Bringing this vision to life will be cars such as the MadeInGermany, a fully autonomous Volkswagen Passat altered by a team led by professor of artificial intelligence Raúl Rojas. It is the latest iteration of robotic cars that use sophisticated sensors to judge the speed, distance and direction of potential obstacles, such as cyclists and pedestrians, as well as to know the status of traffic lights and the location of intersections and other cars.
The MadeInGermany, a car designed by researchers at Free University of Berlin to operate fully autonomously, is outfitted with several laser-, radar- and camera-based sensors. For example, a top-mounted laser scanner (bottom) provides a 360° view of the car’s surroundings. Courtesy of Free University of Berlin.
Created by Rojas’ AutoNomos team as the direct descendant of the Spirit of Germany, the MadeInGermany has a suite of sensors that includes a custom global positioning system unit, a lane-detection camera that keeps the car on the right path, a laser scanner system that provides the car with a 360° view of its surroundings, forward-looking radar and stereo camera systems used to detect obstacles in front of the car, and a top-mounted laser scanner, dubbed Velodyne, that provides additional high-resolution 3-D images of the car’s surroundings.
All of the input from these sensors is directed to an onboard computer that controls the MadeInGermany’s acceleration, steering and braking systems. The car also responds to external input via an Apple iPad and returns information about its whereabouts back to the device. A demonstration of the MadeInGermany’s abilities was performed in October at the defunct Berlin Tempelhof Airport.
“I see autonomous cars as the really green cars,” Rojas said. “You do not need to own a car – the car picks you up, delivers you and continues ‘working’ – like a taxi driver.”
Rojas said that adoption of autonomous vehicles such as the MadeInGermany will be slow, with further development of driver-assistance systems coming first.
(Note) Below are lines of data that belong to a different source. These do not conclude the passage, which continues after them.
use chrono::Datelike;
use clap::Parser;
use pta_weighting::core::{ExportRequest, Leerjaar};
use pta_weighting::utils::error::ErrorSeverity;
use pta_weighting::utils::validation::{validate_required_field, validate_url, Validate};
use pta_weighting::utils::logger;
use pta_weighting::{ExportClient, ExportService, LocalStorage, PtaError, TomlConfig};

#[derive(Parser)]
#[command(name = "download-export")]
#[command(about = "Download a PTA export document from the export API")]
struct Args {
    /// Year in YYYY format, defaults to the current year
    #[arg(long)]
    year: Option<i32>,

    /// Leerjaar id, e.g. 1 for "4 Havo"
    #[arg(long)]
    klas: u8,

    /// API token, sent as `Authorization: Token <token>`
    #[arg(long, env = "TOKEN", hide_env_values = true)]
    token: Option<String>,

    /// Override the export endpoint from config
    #[arg(long)]
    endpoint: Option<String>,

    /// Directory the document is written to
    #[arg(short, long)]
    output: Option<String>,

    /// Path to TOML configuration file
    #[arg(short, long)]
    config: Option<String>,

    /// Enable verbose output
    #[arg(short, long)]
    verbose: bool,
}

#[tokio::main]
async fn main() -> anyhow::Result<()> {
    let args = Args::parse();

    logger::init_cli_logger(args.verbose);
    tracing::info!("🚀 Starting export download");

    let config = match &args.config {
        Some(path) => {
            tracing::info!("📁 Loading configuration from: {}", path);
            TomlConfig::from_file(path)?
        }
        None => TomlConfig::default(),
    };

    if let Err(e) = config.validate() {
        fail(&e);
    }

    let request = match build_request(&args) {
        Ok(request) => request,
        Err(e) => fail(&e),
    };

    let endpoint = args
        .endpoint
        .clone()
        .unwrap_or_else(|| config.export_endpoint().to_string());
    let token = args
        .token
        .clone()
        .or_else(|| config.export_token().map(str::to_string));
    let output = args
        .output
        .clone()
        .unwrap_or_else(|| config.output_path().to_string());

    let token = match validate_url("endpoint", &endpoint)
        .and_then(|_| validate_required_field("token", &token).cloned())
    {
        Ok(token) => token,
        Err(e) => fail(&e),
    };

    let client = ExportClient::new(endpoint, token, config.export_timeout())?;
    tracing::debug!("Export endpoint: {}", client.endpoint());

    let service = ExportService::new(client, LocalStorage::new(output));
    match service.run(&request).await {
        Ok(path) => {
            println!("✅ Export downloaded");
            println!("📁 Output saved to: {}", path);
        }
        Err(e) => fail(&e),
    }

    Ok(())
}

fn build_request(args: &Args) -> Result<ExportRequest, PtaError> {
    let klas = Leerjaar::from_id(args.klas).ok_or_else(|| PtaError::InvalidConfigValueError {
        field: "klas".to_string(),
        value: args.klas.to_string(),
        reason: "Unknown leerjaar id".to_string(),
    })?;
    let jaar = args.year.unwrap_or_else(|| chrono::Local::now().year());

    Ok(ExportRequest { jaar, klas })
}

fn fail(e: &PtaError) -> ! {
    tracing::error!(
        "❌ Export failed: {} (Category: {:?}, Severity: {:?})",
        e,
        e.category(),
        e.severity()
    );
    tracing::error!("💡 Recovery suggestion: {}", e.recovery_suggestion());

    eprintln!("❌ {}", e.user_friendly_message());
    eprintln!("💡 {}", e.recovery_suggestion());

    let exit_code = match e.severity() {
        ErrorSeverity::Low | ErrorSeverity::High => 1,
        ErrorSeverity::Medium => 2,
        ErrorSeverity::Critical => 3,
    };
    std::process::exit(exit_code);
}
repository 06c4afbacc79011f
// Adapters layer: concrete implementations for external systems (storage, http).

pub mod http;
pub mod storage;
use anyhow::{Context, Result};
use std::fs;
use std::path::PathBuf;

/// `$TALLY_HOME`, or `~/.tally` when unset.
pub fn tally_home() -> Result<PathBuf> {
    if let Ok(dir) = std::env::var("TALLY_HOME") {
        if !dir.trim().is_empty() {
            return Ok(PathBuf::from(dir));
        }
    }
    let home = std::env::var("HOME").context("HOME is not set")?;
    Ok(PathBuf::from(home).join(".tally"))
}

pub fn ensure_tally_home() -> Result<PathBuf> {
    let dir = tally_home()?;
    fs::create_dir_all(&dir).with_context(|| format!("create {}", dir.display()))?;
    Ok(dir)
}

/// Bundled sample used when no `--csv` is given.
pub fn default_sample_csv() -> PathBuf {
    PathBuf::from("sample_transactions.csv")
}
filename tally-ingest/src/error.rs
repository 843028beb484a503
//! Error types for CSV ingestion

use thiserror::Error;

#[derive(Error, Debug)]
pub enum IngestError {
    #[error("CSV must include an `{0}` column")]
    MissingColumn(&'static str),

    #[error("CSV parsing error: {0}")]
    Csv(#[from] csv::Error),

    #[error("IO error: {0}")]
    Io(#[from] std::io::Error),

    #[error("Regex error: {0}")]
    Regex(#[from] regex::Error),
}

pub type Result<T> = std::result::Result<T, IngestError>;
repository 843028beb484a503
//! Sortable category → amount table for bar/pie breakdowns.

use rust_decimal::Decimal;
use serde::Serialize;
use std::cmp::Ordering;
use std::str::FromStr;
use tally_core::Summary;

#[derive(Debug, Clone, Copy, PartialEq, Eq)]
pub enum SortKey {
    /// Absolute amount
    Magnitude,
    /// Signed amount
    Amount,
    Name,
}

impl FromStr for SortKey {
    type Err = String;

    fn from_str(s: &str) -> Result<Self, Self::Err> {
        match s.trim().to_lowercase().as_str() {
            "magnitude" | "abs" => Ok(SortKey::Magnitude),
            "amount" => Ok(SortKey::Amount),
            "name" | "category" => Ok(SortKey::Name),
            other => Err(format!("unknown sort key `{other}` (expected magnitude, amount or name)")),
        }
    }
}

#[derive(Debug, Clone, Copy, PartialEq, Eq)]
pub enum SortOrder {
    Ascending,
    Descending,
}

#[derive(Debug, Clone, PartialEq, Serialize)]
pub struct CategoryRow {
    pub category: String,
    pub amount: Decimal,
    /// Share of the summed category magnitudes, in percent (2 dp)
    pub share_pct: Decimal,
}

#[derive(Debug, Clone, Default, PartialEq, Serialize)]
pub struct CategoryTable {
    rows: Vec<CategoryRow>,
}

impl CategoryTable {
    /// Build from a summary, largest magnitude first.
    pub fn from_summary(summary: &Summary) -> Self {
        let denom = summary
            .category_totals
            .values()
            .fold(Decimal::ZERO, |acc, v| acc.saturating_add(v.abs()));
        let rows = summary
            .category_totals
            .iter()
            .map(|(category, amount)| CategoryRow {
                category: category.clone(),
                amount: *amount,
                share_pct: share(*amount, denom),
            })
            .collect();
        Self { rows }.sorted(SortKey::Magnitude, SortOrder::Descending)
    }

    /// Re-sort; equal keys fall back to ascending name.
    pub fn sorted(mut self, key: SortKey, order: SortOrder) -> Self {
        self.rows.sort_by(|a, b| {
            let primary = match key {
                SortKey::Magnitude => a.amount.abs().cmp(&b.amount.abs()),
                SortKey::Amount => a.amount.cmp(&b.amount),
                SortKey::Name => a.category.cmp(&b.category),
            };
            let primary = match order {
                SortOrder::Ascending => primary,
                SortOrder::Descending => primary.reverse(),
            };
            match primary {
                Ordering::Equal => a.category.cmp(&b.category),
                o => o,
            }
        });
        self
    }

    pub fn rows(&self) -> &[CategoryRow] {
        &self.rows
    }

    pub fn is_empty(&self) -> bool {
        self.rows.is_empty()
    }
}

fn share(amount: Decimal, denom: Decimal) -> Decimal {
    if denom.is_zero() {
        return Decimal::ZERO;
    }
    (amount.abs() / denom * Decimal::ONE_HUNDRED).round_dp(2)
}

#[cfg(test)]
mod tests {
    use super::*;
    use tally_core::{summarize, SummarizerConfig, TransactionRow, TransactionSet};

    fn summary() -> Summary {
        let set: TransactionSet = vec![
            TransactionRow::new(Decimal::from(-50)).with_category("Food"),
            TransactionRow::new(Decimal::from(-150)).with_category("Transport"),
            TransactionRow::new(Decimal::from(200)).with_category("Salary"),
            TransactionRow::new(Decimal::from(-200)).with_category("Rent"),
        ]
        .into_iter()
        .collect();
        summarize(&set, &SummarizerConfig::default())
    }

    fn names(t: &CategoryTable) -> Vec<&str> {
        t.rows().iter().map(|r| r.category.as_str()).collect()
    }

    #[test]
    fn test_default_order_and_shares() {
        let t = CategoryTable::from_summary(&summary());
        assert_eq!(names(&t), vec!["Rent", "Salary", "Transport", "Food"]);
        assert_eq!(t.rows()[0].share_pct, "33.33".parse::<Decimal>().unwrap());
        assert_eq!(t.rows()[3].share_pct, "8.33".parse::<Decimal>().unwrap());
    }

    #[test]
    fn test_resort() {
        let t = CategoryTable::from_summary(&summary());
        let by_amount = t.clone().sorted(SortKey::Amount, SortOrder::Ascending);
        assert_eq!(names(&by_amount), vec!["Rent", "Transport", "Food", "Salary"]);
        let by_name = t.sorted(SortKey::Name, SortOrder::Ascending);
        assert_eq!(names(&by_name), vec!["Food", "Rent", "Salary", "Transport"]);
    }

    #[test]
    fn test_empty_summary() {
        let t = CategoryTable::from_summary(&Summary::default());
        assert!(t.is_empty());
    }

    #[test]
    fn test_huge_totals_do_not_overflow() {
        let mut summary = Summary::default();
        summary.category_totals.insert("A".to_string(), Decimal::MAX);
        summary.category_totals.insert("B".to_string(), Decimal::MIN);
        let table = CategoryTable::from_summary(&summary);
        assert_eq!(table.rows().len(), 2);
        assert!(table.rows().iter().all(|r| r.share_pct == Decimal::ONE_HUNDRED));
    }

    #[test]
    fn test_sort_key_parse() {
        assert_eq!("Magnitude".parse::<SortKey>(), Ok(SortKey::Magnitude));
        assert_eq!("name".parse::<SortKey>(), Ok(SortKey::Name));
        assert!("size".parse::<SortKey>().is_err());
    }
}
After cars with lane-departure alarms and automatic braking become ubiquitous, fully autonomous cars will begin to infiltrate closed environments, such as airports and national parks, then progress to nearly autonomous highway transportation.
“The last stage is driving in the city,” he said. “This will take much longer because of safety concerns and because cities are largely unregulated environments.”